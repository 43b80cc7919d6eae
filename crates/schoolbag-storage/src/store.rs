//! JSON document store.

use crate::config::StoreConfig;
use crate::error::{StorageError, StorageResult};
use schoolbag_content::ContentPersistence;
use schoolbag_core::{PendingTags, Settings, TagId};
use std::fs;
use std::io::ErrorKind;
use std::path::{Path, PathBuf};
use tracing::{debug, error, info, warn};

/// Reads and writes `data.json` and `newRFID.json`.
///
/// Documents are replaced whole: each write goes to a temporary file that is
/// then renamed over the old document. A missing document reads as empty.
///
/// # Example
///
/// ```no_run
/// use schoolbag_storage::{SettingsStore, StoreConfig};
///
/// # fn example() -> Result<(), Box<dyn std::error::Error>> {
/// let store = SettingsStore::open(StoreConfig::new("/var/lib/schoolbag"))?;
/// let settings = store.load_or_default();
/// println!("{} registered tags", settings.tags.len());
/// # Ok(())
/// # }
/// ```
#[derive(Debug, Clone)]
pub struct SettingsStore {
    config: StoreConfig,
}

impl SettingsStore {
    /// Open the store, creating the data directory if configured to.
    ///
    /// # Errors
    /// Returns `StorageError::Configuration` if the directory is missing and
    /// may not be created, or `StorageError::Io` if creating it fails.
    pub fn open(config: StoreConfig) -> StorageResult<Self> {
        let dir = config.data_dir();
        if !dir.exists() {
            if !config.create_if_missing {
                return Err(StorageError::Configuration(format!(
                    "Data directory {} does not exist",
                    dir.display()
                )));
            }
            fs::create_dir_all(dir).map_err(|e| StorageError::io(dir, e))?;
            info!("Created data directory {}", dir.display());
        }
        Ok(Self { config })
    }

    pub fn config(&self) -> &StoreConfig {
        &self.config
    }

    pub fn settings_path(&self) -> PathBuf {
        self.config.settings_path()
    }

    pub fn pending_path(&self) -> PathBuf {
        self.config.pending_path()
    }

    /// Read the settings document. A missing file yields the defaults.
    ///
    /// # Errors
    /// Returns `StorageError::Parse` for a malformed document and
    /// `StorageError::Io` if the file cannot be read.
    pub fn load(&self) -> StorageResult<Settings> {
        let path = self.settings_path();
        match read_document(&path)? {
            Some(text) => Settings::from_json(&text).map_err(|e| StorageError::parse(&path, e)),
            None => {
                debug!("No settings at {}, using defaults", path.display());
                Ok(Settings::default())
            }
        }
    }

    /// Read the settings document, falling back to the defaults on any
    /// failure. Registered tags are dropped from the pending list.
    ///
    /// A document that does not parse is renamed to `data.json.bak` first,
    /// so the next save cannot overwrite the tags it still holds.
    pub fn load_or_default(&self) -> Settings {
        let settings = match self.load() {
            Ok(settings) => settings,
            Err(e @ StorageError::Parse { .. }) => {
                warn!("{}; falling back to default settings", e);
                self.quarantine_settings();
                Settings::default()
            }
            Err(e) => {
                warn!("{}; falling back to default settings", e);
                Settings::default()
            }
        };
        self.prune_pending_logged(&settings);
        settings
    }

    /// Where an unreadable settings document is moved aside.
    pub fn backup_path(&self) -> PathBuf {
        with_suffix(&self.settings_path(), ".bak")
    }

    fn quarantine_settings(&self) {
        let path = self.settings_path();
        let backup = self.backup_path();
        match fs::rename(&path, &backup) {
            Ok(()) => warn!("Moved unreadable {} to {}", path.display(), backup.display()),
            Err(e) => error!("Could not move {} aside: {}", path.display(), e),
        }
    }

    /// Replace the settings document.
    ///
    /// # Errors
    /// Returns `StorageError::Io` if the document cannot be written.
    pub fn save(&self, settings: &Settings) -> StorageResult<()> {
        let path = self.settings_path();
        let text = settings
            .to_json()
            .map_err(|e| StorageError::parse(&path, e))?;
        write_document(&path, &text)?;
        debug!("Saved settings to {}", path.display());
        Ok(())
    }

    /// Read the pending tag list. A missing file is an empty list.
    ///
    /// # Errors
    /// Returns `StorageError::Parse` for a malformed list and
    /// `StorageError::Io` if the file cannot be read.
    pub fn load_pending(&self) -> StorageResult<PendingTags> {
        let path = self.pending_path();
        match read_document(&path)? {
            Some(text) => PendingTags::from_json(&text).map_err(|e| StorageError::parse(&path, e)),
            None => Ok(PendingTags::default()),
        }
    }

    /// Read the pending tag list, falling back to an empty list.
    pub fn load_pending_or_default(&self) -> PendingTags {
        self.load_pending().unwrap_or_else(|e| {
            warn!("{}; starting with no pending tags", e);
            PendingTags::default()
        })
    }

    /// Replace the pending tag list.
    ///
    /// # Errors
    /// Returns `StorageError::Io` if the list cannot be written.
    pub fn save_pending(&self, pending: &PendingTags) -> StorageResult<()> {
        let path = self.pending_path();
        let text = pending
            .to_json()
            .map_err(|e| StorageError::parse(&path, e))?;
        write_document(&path, &text)
    }

    /// Append a tag to the pending list unless already there.
    /// Returns `true` if the list changed.
    ///
    /// # Errors
    /// Returns an error if the list cannot be read or written.
    pub fn add_pending(&self, id: TagId) -> StorageResult<bool> {
        let mut pending = self.load_pending()?;
        if !pending.push(id) {
            return Ok(false);
        }
        self.save_pending(&pending)?;
        Ok(true)
    }

    /// Remove pending tags that `settings` registers, rewriting the list if
    /// anything was removed. Returns the number removed.
    ///
    /// # Errors
    /// Returns an error if the list cannot be read or written.
    pub fn prune_pending(&self, settings: &Settings) -> StorageResult<usize> {
        let mut pending = self.load_pending()?;
        let removed = pending.remove_known(settings);
        if removed > 0 {
            self.save_pending(&pending)?;
            info!("{} pending tags have been registered", removed);
        }
        Ok(removed)
    }

    fn prune_pending_logged(&self, settings: &Settings) {
        if let Err(e) = self.prune_pending(settings) {
            warn!("Could not update pending tags: {}", e);
        }
    }
}

impl ContentPersistence for SettingsStore {
    type Error = StorageError;

    fn load_settings(&mut self) -> StorageResult<Settings> {
        let settings = self.load()?;
        self.prune_pending_logged(&settings);
        Ok(settings)
    }

    fn load_pending(&mut self) -> StorageResult<PendingTags> {
        SettingsStore::load_pending(self)
    }

    fn save_settings(&mut self, settings: &Settings) -> StorageResult<()> {
        self.save(settings)
    }

    fn save_pending(&mut self, pending: &PendingTags) -> StorageResult<()> {
        SettingsStore::save_pending(self, pending)
    }
}

fn read_document(path: &Path) -> StorageResult<Option<String>> {
    match fs::read_to_string(path) {
        Ok(text) => Ok(Some(text)),
        Err(e) if e.kind() == ErrorKind::NotFound => Ok(None),
        Err(e) => Err(StorageError::io(path, e)),
    }
}

fn with_suffix(path: &Path, suffix: &str) -> PathBuf {
    let mut name = path.as_os_str().to_owned();
    name.push(suffix);
    PathBuf::from(name)
}

fn write_document(path: &Path, text: &str) -> StorageResult<()> {
    let tmp = with_suffix(path, ".tmp");

    fs::write(&tmp, text).map_err(|e| StorageError::io(&tmp, e))?;
    fs::rename(&tmp, path).map_err(|e| StorageError::io(path, e))
}

#[cfg(test)]
mod tests {
    use super::*;
    use rstest::rstest;
    use schoolbag_core::{LightingMode, TagRecord, Weekday};
    use tempfile::TempDir;

    fn id(s: &str) -> TagId {
        s.parse().unwrap()
    }

    fn store() -> (SettingsStore, TempDir) {
        let dir = TempDir::new().unwrap();
        let store = SettingsStore::open(StoreConfig::new(dir.path())).unwrap();
        (store, dir)
    }

    #[test]
    fn test_missing_documents_are_empty() {
        let (store, _dir) = store();

        assert_eq!(store.load().unwrap(), Settings::default());
        assert_eq!(store.load_pending().unwrap(), PendingTags::default());
    }

    #[test]
    fn test_empty_settings_file_is_default() {
        let (store, _dir) = store();
        fs::write(store.settings_path(), "").unwrap();

        assert_eq!(store.load().unwrap(), Settings::default());
    }

    #[test]
    fn test_save_and_load() {
        let (store, _dir) = store();
        let mut settings = Settings::default();
        settings.lighting_mode = LightingMode::Manual;
        settings.tags.insert(
            id("04-a1"),
            TagRecord::new("Math book", "math.png").required_on(Weekday::Monday),
        );
        settings.current_content = vec![id("04-a1")];

        store.save(&settings).unwrap();
        assert_eq!(store.load().unwrap(), settings);

        let text = fs::read_to_string(store.settings_path()).unwrap();
        assert!(text.contains("\"lightingMode\": \"manual\""));
        assert!(text.contains("\"monday\": \"1\""));
    }

    #[test]
    fn test_malformed_settings() {
        let (store, _dir) = store();
        fs::write(store.settings_path(), "{ not json").unwrap();

        assert!(matches!(store.load(), Err(StorageError::Parse { .. })));
        assert_eq!(store.load_or_default(), Settings::default());
        assert!(!store.settings_path().exists());
        assert_eq!(
            fs::read_to_string(store.backup_path()).unwrap(),
            "{ not json"
        );
    }

    #[test]
    fn test_readable_settings_are_not_moved() {
        let (store, _dir) = store();
        store.save(&Settings::default()).unwrap();

        store.load_or_default();
        assert!(store.settings_path().exists());
        assert!(!store.backup_path().exists());
    }

    #[rstest]
    #[case::not_an_object("[1, 2]")]
    #[case::bad_tag_id(r#"{"tags": ["zz"]}"#)]
    #[case::truncated(r#"{"tags": ["04-a1""#)]
    fn test_malformed_pending(#[case] text: &str) {
        let (store, _dir) = store();
        fs::write(store.pending_path(), text).unwrap();

        assert!(matches!(store.load_pending(), Err(StorageError::Parse { .. })));
        assert_eq!(store.load_pending_or_default(), PendingTags::default());
    }

    #[test]
    fn test_add_pending_deduplicates() {
        let (store, _dir) = store();

        assert!(store.add_pending(id("ee")).unwrap());
        assert!(!store.add_pending(id("ee")).unwrap());
        assert_eq!(store.load_pending().unwrap().tags, vec![id("ee")]);

        let text = fs::read_to_string(store.pending_path()).unwrap();
        assert_eq!(text, r#"{"tags":["ee"]}"#);
    }

    #[test]
    fn test_load_prunes_registered_pending() {
        let (mut store, _dir) = store();
        store.add_pending(id("0a")).unwrap();
        store.add_pending(id("0b")).unwrap();

        let mut settings = Settings::default();
        settings
            .tags
            .insert(id("0a"), TagRecord::new("Ruler", "ruler.png"));
        store.save(&settings).unwrap();

        ContentPersistence::load_settings(&mut store).unwrap();
        assert_eq!(store.load_pending().unwrap().tags, vec![id("0b")]);
    }

    #[test]
    fn test_no_temporary_file_left() {
        let (store, dir) = store();
        store.save(&Settings::default()).unwrap();

        let names: Vec<_> = fs::read_dir(dir.path())
            .unwrap()
            .map(|entry| entry.unwrap().file_name())
            .collect();
        assert_eq!(names, vec![std::ffi::OsString::from("data.json")]);
    }

    #[test]
    fn test_open_creates_directory() {
        let dir = TempDir::new().unwrap();
        let nested = dir.path().join("a").join("b");

        SettingsStore::open(StoreConfig::new(&nested)).unwrap();
        assert!(nested.is_dir());
    }

    #[test]
    fn test_open_refuses_missing_directory() {
        let dir = TempDir::new().unwrap();
        let config = StoreConfig::new(dir.path().join("missing")).create_if_missing(false);

        assert!(matches!(
            SettingsStore::open(config),
            Err(StorageError::Configuration(_))
        ));
    }
}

# [Aim of the task]
Everything starting at the line containing "use tempfile::TempDir;" and ending at the line containing "assert_eq!(store.load().unwrap(), settings);" in the records above should be repeated exactly, and only that.

# [Expected answer]
    use tempfile::TempDir;

    fn id(s: &str) -> TagId {
        s.parse().unwrap()
    }

    fn store() -> (SettingsStore, TempDir) {
        let dir = TempDir::new().unwrap();
        let store = SettingsStore::open(StoreConfig::new(dir.path())).unwrap();
        (store, dir)
    }

    #[test]
    fn test_missing_documents_are_empty() {
        let (store, _dir) = store();

        assert_eq!(store.load().unwrap(), Settings::default());
        assert_eq!(store.load_pending().unwrap(), PendingTags::default());
    }

    #[test]
    fn test_empty_settings_file_is_default() {
        let (store, _dir) = store();
        fs::write(store.settings_path(), "").unwrap();

        assert_eq!(store.load().unwrap(), Settings::default());
    }

    #[test]
    fn test_save_and_load() {
        let (store, _dir) = store();
        let mut settings = Settings::default();
        settings.lighting_mode = LightingMode::Manual;
        settings.tags.insert(
            id("04-a1"),
            TagRecord::new("Math book", "math.png").required_on(Weekday::Monday),
        );
        settings.current_content = vec![id("04-a1")];

        store.save(&settings).unwrap();
        assert_eq!(store.load().unwrap(), settings);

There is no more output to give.